● **Information supplied**:
* * * *

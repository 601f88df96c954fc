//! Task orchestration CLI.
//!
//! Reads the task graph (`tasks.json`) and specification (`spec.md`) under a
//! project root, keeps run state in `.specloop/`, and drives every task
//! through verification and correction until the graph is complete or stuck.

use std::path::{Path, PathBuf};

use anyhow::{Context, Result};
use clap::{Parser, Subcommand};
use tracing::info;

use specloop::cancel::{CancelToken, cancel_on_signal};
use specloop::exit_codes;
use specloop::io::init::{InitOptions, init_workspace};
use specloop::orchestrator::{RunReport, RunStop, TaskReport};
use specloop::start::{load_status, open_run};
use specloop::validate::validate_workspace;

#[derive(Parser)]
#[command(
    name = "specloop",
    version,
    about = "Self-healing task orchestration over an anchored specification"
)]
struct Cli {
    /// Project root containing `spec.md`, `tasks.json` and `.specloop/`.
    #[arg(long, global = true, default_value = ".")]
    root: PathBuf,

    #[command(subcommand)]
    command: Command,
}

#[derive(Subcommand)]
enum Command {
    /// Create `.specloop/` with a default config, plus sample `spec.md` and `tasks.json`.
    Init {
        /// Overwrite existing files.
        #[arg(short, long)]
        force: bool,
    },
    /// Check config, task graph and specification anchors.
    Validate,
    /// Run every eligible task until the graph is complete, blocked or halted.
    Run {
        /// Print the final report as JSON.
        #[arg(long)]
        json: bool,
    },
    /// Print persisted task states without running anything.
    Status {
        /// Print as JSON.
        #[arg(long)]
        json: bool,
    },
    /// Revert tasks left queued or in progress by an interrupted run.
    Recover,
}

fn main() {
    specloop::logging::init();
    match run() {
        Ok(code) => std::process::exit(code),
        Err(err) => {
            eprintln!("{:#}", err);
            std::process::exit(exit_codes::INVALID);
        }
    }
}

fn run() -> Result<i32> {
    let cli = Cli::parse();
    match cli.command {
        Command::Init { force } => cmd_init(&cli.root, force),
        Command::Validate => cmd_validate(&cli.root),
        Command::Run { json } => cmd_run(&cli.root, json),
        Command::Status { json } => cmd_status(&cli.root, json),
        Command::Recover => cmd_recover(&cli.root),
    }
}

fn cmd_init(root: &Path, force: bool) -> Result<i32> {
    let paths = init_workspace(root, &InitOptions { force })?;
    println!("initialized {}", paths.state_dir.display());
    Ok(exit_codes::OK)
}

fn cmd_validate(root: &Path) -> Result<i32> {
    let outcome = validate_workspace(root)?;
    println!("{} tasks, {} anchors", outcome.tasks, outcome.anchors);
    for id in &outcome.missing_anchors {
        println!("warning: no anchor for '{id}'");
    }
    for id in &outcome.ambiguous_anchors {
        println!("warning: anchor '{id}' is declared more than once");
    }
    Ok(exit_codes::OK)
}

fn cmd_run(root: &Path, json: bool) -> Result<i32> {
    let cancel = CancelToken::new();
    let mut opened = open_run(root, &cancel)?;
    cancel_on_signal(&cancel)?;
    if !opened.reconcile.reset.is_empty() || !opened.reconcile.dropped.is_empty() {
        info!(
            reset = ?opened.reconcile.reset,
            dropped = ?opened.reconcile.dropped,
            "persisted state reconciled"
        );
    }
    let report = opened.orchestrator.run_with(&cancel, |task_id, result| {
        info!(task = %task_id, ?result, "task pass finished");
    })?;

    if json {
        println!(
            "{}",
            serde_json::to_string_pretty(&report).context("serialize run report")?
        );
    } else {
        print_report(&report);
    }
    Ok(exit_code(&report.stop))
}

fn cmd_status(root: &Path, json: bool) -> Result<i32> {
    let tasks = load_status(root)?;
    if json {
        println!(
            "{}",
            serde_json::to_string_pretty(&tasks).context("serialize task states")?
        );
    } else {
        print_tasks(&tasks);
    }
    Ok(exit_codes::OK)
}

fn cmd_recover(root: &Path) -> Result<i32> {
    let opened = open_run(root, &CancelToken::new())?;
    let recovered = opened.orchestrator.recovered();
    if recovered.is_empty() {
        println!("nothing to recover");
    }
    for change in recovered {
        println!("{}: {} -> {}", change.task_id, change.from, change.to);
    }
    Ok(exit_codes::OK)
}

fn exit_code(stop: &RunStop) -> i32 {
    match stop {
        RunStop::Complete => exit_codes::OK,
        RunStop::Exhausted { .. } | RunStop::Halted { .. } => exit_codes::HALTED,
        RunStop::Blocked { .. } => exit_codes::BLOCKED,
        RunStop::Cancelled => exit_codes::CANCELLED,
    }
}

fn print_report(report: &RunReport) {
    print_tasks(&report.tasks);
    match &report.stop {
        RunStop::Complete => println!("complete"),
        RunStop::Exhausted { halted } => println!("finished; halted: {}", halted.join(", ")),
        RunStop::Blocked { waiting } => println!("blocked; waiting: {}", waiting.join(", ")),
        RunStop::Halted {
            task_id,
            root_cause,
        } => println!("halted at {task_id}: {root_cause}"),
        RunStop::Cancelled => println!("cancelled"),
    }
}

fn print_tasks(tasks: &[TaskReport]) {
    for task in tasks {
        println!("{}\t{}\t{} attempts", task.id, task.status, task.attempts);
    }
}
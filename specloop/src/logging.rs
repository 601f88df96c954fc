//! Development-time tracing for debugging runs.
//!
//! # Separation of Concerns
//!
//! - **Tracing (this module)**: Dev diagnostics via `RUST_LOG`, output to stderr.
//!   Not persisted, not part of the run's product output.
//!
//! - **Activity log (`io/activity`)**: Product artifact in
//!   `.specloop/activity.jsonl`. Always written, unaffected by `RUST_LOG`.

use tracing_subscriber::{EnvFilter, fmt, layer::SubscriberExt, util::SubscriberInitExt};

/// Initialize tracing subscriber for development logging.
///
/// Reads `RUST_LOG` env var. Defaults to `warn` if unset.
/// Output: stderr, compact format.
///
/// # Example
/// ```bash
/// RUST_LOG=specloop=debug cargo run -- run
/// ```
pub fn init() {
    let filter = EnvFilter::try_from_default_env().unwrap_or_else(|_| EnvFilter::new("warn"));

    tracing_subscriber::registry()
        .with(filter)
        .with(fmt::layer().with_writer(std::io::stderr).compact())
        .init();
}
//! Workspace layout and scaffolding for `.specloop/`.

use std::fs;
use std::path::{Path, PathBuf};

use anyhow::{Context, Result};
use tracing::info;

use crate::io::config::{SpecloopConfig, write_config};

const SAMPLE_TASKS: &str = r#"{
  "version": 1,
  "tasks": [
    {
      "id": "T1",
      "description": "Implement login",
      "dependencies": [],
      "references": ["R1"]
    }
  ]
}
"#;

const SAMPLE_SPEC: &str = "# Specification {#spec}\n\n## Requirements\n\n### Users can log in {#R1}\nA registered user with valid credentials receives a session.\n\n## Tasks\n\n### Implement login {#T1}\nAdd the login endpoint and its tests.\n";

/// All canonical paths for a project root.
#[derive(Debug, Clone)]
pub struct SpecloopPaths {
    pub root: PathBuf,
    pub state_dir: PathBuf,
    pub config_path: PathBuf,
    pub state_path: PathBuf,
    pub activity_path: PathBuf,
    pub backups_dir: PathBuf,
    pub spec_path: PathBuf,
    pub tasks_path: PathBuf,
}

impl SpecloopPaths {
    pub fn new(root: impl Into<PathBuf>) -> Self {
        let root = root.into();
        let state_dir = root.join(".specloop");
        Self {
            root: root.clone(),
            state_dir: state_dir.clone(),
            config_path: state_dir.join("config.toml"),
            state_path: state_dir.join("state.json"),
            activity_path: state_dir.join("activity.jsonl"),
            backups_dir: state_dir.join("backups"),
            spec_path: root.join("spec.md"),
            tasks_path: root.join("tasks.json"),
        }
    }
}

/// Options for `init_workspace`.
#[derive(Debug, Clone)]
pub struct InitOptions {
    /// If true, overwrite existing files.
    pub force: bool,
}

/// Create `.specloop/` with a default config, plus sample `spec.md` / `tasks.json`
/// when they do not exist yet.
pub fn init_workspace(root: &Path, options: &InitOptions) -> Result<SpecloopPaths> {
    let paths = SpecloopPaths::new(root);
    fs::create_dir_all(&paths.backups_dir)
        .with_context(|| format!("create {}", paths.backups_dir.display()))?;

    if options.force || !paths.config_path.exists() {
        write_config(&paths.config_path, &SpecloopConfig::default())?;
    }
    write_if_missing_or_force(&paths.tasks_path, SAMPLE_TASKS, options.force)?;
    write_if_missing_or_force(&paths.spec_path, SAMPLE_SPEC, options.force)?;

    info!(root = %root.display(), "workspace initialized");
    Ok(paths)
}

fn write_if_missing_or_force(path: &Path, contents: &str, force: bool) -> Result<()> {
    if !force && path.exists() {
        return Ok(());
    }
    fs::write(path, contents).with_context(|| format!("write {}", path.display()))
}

* * * *

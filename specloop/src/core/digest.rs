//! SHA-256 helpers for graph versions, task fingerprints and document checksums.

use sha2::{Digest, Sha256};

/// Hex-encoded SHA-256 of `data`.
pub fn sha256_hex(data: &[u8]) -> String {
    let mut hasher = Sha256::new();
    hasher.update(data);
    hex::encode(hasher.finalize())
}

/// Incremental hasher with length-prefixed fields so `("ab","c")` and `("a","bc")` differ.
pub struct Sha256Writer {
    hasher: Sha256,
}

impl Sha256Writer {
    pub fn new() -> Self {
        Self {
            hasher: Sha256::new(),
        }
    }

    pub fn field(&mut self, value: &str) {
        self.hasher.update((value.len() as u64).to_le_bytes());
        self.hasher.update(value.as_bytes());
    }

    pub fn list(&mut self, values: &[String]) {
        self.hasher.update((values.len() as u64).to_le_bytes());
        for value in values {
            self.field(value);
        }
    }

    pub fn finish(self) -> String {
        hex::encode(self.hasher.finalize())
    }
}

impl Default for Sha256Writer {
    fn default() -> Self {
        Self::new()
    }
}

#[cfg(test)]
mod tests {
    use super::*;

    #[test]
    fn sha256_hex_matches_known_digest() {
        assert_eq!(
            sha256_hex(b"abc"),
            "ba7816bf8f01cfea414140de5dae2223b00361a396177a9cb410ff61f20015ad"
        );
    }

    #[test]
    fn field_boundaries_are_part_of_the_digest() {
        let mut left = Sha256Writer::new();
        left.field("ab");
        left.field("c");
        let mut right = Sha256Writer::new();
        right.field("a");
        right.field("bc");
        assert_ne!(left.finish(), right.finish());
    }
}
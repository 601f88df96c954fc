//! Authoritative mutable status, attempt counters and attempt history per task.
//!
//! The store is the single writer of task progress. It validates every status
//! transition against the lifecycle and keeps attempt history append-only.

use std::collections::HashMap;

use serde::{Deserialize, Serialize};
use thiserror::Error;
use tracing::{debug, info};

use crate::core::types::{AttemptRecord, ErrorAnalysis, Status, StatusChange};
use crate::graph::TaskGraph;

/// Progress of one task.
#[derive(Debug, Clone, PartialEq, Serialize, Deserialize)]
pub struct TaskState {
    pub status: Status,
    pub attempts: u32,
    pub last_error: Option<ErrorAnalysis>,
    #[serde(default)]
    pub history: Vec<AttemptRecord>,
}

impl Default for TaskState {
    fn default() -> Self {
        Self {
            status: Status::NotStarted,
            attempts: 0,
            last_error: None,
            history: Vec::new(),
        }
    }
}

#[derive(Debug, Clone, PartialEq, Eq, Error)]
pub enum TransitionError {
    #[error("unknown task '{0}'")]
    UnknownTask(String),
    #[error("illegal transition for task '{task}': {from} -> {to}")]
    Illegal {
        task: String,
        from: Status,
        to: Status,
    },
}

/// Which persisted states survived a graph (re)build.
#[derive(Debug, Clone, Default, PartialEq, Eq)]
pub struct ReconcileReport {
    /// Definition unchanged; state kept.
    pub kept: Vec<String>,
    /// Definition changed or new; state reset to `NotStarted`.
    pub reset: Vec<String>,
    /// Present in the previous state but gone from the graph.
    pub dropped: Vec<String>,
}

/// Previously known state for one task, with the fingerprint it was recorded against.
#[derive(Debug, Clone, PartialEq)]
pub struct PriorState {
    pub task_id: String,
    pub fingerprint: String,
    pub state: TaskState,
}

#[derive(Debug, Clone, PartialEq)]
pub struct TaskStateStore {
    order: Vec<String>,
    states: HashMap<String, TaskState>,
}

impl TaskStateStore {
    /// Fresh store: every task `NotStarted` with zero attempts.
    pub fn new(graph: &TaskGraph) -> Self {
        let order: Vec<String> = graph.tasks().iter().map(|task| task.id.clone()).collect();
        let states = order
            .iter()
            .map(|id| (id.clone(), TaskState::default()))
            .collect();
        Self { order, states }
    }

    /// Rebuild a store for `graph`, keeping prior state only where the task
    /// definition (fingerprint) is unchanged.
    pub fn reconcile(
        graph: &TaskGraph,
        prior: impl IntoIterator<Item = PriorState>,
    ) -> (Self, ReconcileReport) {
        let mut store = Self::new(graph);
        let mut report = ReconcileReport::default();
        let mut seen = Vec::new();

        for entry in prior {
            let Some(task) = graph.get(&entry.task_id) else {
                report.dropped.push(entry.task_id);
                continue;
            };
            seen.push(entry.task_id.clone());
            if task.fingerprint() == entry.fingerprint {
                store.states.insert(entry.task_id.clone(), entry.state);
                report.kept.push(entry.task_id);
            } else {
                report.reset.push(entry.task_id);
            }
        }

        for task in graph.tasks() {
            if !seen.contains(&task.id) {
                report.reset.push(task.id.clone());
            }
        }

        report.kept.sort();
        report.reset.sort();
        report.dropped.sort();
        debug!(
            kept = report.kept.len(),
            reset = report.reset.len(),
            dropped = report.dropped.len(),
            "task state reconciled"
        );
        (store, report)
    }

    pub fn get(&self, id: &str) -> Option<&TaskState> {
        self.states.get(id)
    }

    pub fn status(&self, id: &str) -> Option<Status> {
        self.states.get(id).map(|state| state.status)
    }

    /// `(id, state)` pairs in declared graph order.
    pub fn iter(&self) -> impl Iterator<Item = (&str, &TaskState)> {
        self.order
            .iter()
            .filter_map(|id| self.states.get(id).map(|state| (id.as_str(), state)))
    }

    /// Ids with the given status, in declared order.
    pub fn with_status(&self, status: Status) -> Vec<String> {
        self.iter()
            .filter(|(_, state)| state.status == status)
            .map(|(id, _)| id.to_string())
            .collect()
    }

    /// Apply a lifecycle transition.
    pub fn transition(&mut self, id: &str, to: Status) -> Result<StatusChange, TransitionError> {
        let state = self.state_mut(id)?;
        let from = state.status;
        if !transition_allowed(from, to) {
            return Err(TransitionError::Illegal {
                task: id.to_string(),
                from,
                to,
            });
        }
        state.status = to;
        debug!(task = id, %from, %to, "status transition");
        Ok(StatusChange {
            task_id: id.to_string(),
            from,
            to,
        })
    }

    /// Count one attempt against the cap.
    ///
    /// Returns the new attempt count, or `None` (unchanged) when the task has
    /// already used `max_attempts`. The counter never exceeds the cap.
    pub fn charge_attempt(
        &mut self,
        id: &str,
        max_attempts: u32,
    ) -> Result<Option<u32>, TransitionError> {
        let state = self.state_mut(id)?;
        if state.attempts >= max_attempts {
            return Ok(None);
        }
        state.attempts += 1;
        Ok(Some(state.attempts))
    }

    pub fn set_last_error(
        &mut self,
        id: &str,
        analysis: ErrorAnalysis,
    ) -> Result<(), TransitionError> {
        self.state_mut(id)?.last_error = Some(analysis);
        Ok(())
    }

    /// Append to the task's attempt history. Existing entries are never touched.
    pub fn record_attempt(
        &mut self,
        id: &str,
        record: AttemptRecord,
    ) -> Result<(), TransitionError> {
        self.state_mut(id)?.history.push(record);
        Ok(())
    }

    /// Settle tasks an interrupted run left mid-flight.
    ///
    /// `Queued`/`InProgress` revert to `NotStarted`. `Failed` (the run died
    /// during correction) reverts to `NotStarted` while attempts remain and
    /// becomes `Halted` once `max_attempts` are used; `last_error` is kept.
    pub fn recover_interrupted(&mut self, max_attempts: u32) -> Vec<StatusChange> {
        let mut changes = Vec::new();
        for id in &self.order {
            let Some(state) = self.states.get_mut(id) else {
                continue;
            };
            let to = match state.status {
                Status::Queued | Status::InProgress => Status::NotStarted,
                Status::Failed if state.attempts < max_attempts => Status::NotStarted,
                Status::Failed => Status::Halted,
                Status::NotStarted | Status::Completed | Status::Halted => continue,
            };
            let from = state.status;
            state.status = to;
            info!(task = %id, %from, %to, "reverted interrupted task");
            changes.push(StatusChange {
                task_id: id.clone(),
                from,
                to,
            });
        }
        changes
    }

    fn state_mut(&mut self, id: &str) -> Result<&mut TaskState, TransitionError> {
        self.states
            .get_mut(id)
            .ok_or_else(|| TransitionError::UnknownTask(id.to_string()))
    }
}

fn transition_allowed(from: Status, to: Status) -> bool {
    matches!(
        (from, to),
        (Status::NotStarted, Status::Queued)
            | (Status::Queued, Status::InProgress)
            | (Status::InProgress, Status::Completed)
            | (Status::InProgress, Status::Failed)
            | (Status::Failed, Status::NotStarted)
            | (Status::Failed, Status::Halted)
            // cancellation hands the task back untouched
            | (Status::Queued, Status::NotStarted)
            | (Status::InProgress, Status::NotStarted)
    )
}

* * * *

● **Task item**: The answer must be all the lines above that hold the word "Reads".

● **Written response**:
//! Reads the task graph (`tasks.json`) and specification (`spec.md`) under a
/// Reads `RUST_LOG` env var. Defaults to `warn` if unset.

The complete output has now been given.